If a line below includes the string "AppError", copy it.

Items from a data source:
___

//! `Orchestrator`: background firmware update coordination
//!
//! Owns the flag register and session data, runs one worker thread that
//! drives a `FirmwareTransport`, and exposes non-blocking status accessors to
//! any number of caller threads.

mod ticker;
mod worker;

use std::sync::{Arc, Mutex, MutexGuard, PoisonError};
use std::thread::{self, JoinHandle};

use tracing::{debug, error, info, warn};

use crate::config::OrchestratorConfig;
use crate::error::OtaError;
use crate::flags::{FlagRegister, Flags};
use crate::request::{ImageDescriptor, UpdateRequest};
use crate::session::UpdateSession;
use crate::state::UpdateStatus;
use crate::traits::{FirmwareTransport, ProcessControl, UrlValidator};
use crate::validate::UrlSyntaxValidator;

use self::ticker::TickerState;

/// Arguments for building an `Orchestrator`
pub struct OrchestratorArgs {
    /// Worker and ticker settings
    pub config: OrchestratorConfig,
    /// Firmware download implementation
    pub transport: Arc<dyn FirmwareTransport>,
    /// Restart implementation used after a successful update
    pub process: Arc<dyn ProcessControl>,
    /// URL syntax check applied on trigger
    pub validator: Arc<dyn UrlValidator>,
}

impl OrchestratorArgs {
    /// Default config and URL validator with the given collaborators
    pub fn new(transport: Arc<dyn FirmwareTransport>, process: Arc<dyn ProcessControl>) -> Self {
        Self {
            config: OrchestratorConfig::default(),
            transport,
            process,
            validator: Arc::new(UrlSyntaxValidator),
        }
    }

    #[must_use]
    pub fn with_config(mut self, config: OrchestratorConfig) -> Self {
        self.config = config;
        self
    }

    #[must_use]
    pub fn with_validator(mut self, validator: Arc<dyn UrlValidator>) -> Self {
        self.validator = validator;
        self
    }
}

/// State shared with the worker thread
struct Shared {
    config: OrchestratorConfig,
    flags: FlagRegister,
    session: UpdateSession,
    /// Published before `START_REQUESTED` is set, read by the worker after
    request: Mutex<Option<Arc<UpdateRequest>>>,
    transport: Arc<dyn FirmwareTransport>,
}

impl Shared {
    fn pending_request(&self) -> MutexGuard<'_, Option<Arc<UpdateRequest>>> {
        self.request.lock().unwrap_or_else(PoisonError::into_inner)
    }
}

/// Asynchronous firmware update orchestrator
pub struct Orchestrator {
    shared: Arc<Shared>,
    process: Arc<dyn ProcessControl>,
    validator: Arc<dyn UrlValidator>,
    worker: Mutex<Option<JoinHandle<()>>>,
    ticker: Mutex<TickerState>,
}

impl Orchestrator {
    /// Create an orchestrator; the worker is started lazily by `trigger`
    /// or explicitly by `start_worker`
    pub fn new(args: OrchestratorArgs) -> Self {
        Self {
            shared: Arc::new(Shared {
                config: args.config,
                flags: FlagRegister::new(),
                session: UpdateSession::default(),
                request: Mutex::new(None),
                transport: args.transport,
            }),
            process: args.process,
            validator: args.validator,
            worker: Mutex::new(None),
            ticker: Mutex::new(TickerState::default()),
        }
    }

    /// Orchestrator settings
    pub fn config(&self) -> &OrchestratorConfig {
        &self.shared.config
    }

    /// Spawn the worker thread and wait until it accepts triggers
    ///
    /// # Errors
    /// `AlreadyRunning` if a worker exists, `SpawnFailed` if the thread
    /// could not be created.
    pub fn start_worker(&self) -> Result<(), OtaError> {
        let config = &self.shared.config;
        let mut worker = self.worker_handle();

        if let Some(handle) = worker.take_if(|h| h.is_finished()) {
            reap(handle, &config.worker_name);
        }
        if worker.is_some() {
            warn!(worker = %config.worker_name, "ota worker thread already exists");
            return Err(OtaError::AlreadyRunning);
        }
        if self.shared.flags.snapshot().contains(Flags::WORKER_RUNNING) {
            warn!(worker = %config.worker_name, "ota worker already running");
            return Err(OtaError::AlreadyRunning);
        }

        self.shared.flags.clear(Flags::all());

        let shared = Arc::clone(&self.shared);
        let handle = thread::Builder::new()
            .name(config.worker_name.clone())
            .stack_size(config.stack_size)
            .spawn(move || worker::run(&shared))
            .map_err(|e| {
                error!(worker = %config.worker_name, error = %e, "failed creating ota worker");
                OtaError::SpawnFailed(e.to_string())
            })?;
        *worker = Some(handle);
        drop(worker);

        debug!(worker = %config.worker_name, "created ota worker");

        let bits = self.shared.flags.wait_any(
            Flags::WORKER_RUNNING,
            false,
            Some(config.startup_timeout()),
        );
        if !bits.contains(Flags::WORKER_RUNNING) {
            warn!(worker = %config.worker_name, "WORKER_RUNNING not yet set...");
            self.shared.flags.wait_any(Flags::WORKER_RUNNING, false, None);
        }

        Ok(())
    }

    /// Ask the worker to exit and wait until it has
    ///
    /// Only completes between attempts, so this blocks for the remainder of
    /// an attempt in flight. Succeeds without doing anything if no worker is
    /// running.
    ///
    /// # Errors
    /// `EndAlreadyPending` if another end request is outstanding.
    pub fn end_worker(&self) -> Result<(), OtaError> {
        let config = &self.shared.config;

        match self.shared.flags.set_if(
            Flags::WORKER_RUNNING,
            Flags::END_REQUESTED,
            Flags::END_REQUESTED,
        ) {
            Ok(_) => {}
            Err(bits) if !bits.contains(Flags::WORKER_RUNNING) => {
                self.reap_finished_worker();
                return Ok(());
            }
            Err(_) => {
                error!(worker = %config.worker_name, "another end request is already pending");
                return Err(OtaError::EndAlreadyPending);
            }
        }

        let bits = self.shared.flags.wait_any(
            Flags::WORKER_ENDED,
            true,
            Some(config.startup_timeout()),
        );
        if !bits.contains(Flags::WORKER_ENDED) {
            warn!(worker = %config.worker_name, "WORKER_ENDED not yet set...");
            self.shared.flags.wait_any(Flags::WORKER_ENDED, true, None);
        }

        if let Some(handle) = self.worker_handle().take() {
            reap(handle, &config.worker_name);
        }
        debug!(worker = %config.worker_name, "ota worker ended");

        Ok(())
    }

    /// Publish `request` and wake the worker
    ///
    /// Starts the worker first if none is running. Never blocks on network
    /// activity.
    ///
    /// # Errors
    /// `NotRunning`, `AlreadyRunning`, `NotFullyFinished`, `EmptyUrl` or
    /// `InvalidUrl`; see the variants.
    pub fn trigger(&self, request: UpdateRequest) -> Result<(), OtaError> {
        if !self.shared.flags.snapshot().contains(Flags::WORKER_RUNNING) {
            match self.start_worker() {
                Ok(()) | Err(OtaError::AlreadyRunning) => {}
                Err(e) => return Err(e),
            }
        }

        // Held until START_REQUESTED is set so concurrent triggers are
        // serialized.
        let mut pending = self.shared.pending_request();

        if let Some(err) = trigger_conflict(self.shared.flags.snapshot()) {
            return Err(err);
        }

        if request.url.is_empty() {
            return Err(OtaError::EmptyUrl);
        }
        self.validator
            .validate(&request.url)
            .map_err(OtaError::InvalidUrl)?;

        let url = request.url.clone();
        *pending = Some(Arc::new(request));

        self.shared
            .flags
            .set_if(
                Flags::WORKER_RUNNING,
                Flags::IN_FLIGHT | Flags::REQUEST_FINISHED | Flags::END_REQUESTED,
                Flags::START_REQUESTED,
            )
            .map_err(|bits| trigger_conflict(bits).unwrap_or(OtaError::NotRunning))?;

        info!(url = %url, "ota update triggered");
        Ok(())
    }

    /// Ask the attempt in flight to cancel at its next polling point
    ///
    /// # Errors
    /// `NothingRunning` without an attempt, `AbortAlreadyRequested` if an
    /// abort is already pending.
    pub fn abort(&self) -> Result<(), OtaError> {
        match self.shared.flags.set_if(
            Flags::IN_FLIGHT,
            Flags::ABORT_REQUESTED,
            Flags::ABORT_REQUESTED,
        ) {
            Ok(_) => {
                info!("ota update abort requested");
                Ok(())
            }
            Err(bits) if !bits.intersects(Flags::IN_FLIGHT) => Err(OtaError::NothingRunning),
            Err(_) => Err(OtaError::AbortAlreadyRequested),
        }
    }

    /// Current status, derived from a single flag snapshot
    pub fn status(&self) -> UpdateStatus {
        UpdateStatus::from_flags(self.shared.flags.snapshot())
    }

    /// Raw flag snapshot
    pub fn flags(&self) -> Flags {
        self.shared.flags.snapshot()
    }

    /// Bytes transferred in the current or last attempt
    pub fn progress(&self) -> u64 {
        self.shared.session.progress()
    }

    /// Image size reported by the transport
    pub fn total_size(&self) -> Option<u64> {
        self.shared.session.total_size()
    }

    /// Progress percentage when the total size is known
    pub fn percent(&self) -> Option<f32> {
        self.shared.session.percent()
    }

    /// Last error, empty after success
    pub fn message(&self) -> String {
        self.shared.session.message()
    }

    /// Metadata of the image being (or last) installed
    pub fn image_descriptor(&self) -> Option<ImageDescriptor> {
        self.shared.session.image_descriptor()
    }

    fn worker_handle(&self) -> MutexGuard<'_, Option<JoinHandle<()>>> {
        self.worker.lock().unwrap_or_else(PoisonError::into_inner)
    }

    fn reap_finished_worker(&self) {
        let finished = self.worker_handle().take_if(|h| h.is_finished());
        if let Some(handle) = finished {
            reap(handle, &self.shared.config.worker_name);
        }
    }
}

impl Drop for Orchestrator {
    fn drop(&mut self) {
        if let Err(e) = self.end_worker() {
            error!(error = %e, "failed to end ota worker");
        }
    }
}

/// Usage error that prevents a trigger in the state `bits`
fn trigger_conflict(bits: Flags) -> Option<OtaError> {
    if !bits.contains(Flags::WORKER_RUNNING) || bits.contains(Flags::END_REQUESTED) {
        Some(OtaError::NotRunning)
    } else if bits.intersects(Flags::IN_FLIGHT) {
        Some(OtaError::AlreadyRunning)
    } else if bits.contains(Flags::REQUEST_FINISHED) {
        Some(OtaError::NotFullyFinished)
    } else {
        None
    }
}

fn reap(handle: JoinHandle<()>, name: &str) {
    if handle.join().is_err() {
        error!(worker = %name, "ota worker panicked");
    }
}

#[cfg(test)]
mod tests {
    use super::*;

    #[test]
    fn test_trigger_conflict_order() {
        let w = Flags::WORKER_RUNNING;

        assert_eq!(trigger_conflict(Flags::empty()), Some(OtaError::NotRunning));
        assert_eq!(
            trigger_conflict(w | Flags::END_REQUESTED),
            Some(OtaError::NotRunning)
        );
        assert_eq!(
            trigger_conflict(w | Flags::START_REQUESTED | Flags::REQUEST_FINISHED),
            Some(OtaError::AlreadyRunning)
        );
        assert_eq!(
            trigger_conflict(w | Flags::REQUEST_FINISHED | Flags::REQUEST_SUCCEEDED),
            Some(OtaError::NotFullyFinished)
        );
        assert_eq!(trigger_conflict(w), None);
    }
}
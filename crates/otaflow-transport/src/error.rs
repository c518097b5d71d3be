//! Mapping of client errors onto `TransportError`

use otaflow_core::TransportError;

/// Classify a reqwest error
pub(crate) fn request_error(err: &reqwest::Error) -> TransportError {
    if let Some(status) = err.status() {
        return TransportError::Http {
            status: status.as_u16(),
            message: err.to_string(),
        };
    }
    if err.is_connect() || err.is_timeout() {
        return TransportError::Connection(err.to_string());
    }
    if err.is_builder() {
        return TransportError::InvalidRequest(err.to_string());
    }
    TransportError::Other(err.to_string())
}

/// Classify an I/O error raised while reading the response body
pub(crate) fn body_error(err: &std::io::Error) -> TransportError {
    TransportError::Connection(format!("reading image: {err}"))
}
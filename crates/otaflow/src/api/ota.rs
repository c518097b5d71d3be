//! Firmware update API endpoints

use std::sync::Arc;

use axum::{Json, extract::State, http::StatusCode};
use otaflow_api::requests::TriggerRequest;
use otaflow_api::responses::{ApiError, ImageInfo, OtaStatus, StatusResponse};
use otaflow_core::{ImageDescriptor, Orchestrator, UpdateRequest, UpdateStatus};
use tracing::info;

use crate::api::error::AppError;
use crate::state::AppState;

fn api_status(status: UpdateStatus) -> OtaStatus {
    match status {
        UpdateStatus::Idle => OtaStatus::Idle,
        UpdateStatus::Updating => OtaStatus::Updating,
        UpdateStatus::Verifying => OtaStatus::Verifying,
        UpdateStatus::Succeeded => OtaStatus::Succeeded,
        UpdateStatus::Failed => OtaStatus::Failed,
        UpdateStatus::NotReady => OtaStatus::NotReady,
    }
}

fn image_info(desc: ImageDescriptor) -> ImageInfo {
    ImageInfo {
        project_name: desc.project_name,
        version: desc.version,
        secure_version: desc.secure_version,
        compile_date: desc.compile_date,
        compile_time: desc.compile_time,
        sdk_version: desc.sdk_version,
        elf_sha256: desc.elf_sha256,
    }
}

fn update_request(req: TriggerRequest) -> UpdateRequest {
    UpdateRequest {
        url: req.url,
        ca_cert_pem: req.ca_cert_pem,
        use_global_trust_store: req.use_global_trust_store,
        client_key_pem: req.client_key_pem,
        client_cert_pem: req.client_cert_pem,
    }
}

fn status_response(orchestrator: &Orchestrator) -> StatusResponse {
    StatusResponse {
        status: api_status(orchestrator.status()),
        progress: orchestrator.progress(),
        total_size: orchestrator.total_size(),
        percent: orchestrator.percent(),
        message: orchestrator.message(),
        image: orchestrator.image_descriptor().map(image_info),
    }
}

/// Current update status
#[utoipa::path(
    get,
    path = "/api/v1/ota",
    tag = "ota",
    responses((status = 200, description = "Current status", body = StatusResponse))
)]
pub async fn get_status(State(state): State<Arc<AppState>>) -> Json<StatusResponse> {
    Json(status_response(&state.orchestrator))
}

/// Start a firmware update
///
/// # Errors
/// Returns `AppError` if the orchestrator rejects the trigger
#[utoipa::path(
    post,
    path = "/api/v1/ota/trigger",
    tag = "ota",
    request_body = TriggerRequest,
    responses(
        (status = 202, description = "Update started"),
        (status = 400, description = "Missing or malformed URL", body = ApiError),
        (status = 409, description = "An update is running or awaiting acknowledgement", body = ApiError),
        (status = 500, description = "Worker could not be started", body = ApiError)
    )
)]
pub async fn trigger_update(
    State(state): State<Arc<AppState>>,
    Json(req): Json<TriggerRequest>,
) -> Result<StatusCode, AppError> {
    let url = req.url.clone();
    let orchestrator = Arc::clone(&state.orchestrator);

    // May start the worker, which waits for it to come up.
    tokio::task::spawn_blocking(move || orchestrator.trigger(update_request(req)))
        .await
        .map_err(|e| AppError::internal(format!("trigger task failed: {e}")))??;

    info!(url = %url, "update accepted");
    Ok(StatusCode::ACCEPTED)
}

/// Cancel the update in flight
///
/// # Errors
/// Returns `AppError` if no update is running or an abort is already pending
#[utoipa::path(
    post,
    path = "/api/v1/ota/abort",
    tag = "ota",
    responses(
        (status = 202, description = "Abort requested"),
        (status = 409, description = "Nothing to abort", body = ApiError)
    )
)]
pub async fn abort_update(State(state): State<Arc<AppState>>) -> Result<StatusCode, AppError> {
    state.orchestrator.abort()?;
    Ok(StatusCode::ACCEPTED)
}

___

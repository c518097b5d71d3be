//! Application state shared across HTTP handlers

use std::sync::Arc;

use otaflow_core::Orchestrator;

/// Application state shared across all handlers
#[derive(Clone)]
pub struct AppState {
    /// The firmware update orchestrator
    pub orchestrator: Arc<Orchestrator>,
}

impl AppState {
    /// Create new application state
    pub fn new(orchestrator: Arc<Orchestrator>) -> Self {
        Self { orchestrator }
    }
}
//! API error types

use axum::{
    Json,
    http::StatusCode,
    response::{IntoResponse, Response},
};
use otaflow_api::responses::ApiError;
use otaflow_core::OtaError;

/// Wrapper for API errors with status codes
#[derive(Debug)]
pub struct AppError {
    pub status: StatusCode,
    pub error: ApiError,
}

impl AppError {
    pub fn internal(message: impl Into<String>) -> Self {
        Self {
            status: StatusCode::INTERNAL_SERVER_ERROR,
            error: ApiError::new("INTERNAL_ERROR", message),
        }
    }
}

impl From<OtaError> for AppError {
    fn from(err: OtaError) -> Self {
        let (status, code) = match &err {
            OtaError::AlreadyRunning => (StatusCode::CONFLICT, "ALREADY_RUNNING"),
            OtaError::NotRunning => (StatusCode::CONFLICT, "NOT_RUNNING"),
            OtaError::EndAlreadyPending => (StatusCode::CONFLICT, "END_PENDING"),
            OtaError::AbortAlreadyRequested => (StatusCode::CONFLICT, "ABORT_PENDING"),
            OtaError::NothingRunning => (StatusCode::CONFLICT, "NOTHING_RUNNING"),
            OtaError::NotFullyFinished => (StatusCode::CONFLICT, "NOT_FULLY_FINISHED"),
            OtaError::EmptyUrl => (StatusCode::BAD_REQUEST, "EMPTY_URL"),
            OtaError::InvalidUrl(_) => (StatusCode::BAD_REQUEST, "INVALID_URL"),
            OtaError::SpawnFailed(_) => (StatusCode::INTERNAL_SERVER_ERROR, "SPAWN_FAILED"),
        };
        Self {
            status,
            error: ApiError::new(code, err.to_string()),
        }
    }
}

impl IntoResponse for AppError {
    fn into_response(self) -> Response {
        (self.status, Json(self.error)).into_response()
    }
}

___

§ **Exercise solution**
use crate::api::error::AppError;
/// Returns `AppError` if the orchestrator rejects the trigger
) -> Result<StatusCode, AppError> {
        .map_err(|e| AppError::internal(format!("trigger task failed: {e}")))??;
/// Returns `AppError` if no update is running or an abort is already pending
pub async fn abort_update(State(state): State<Arc<AppState>>) -> Result<StatusCode, AppError> {
pub struct AppError {
impl AppError {
impl From<OtaError> for AppError {
impl IntoResponse for AppError {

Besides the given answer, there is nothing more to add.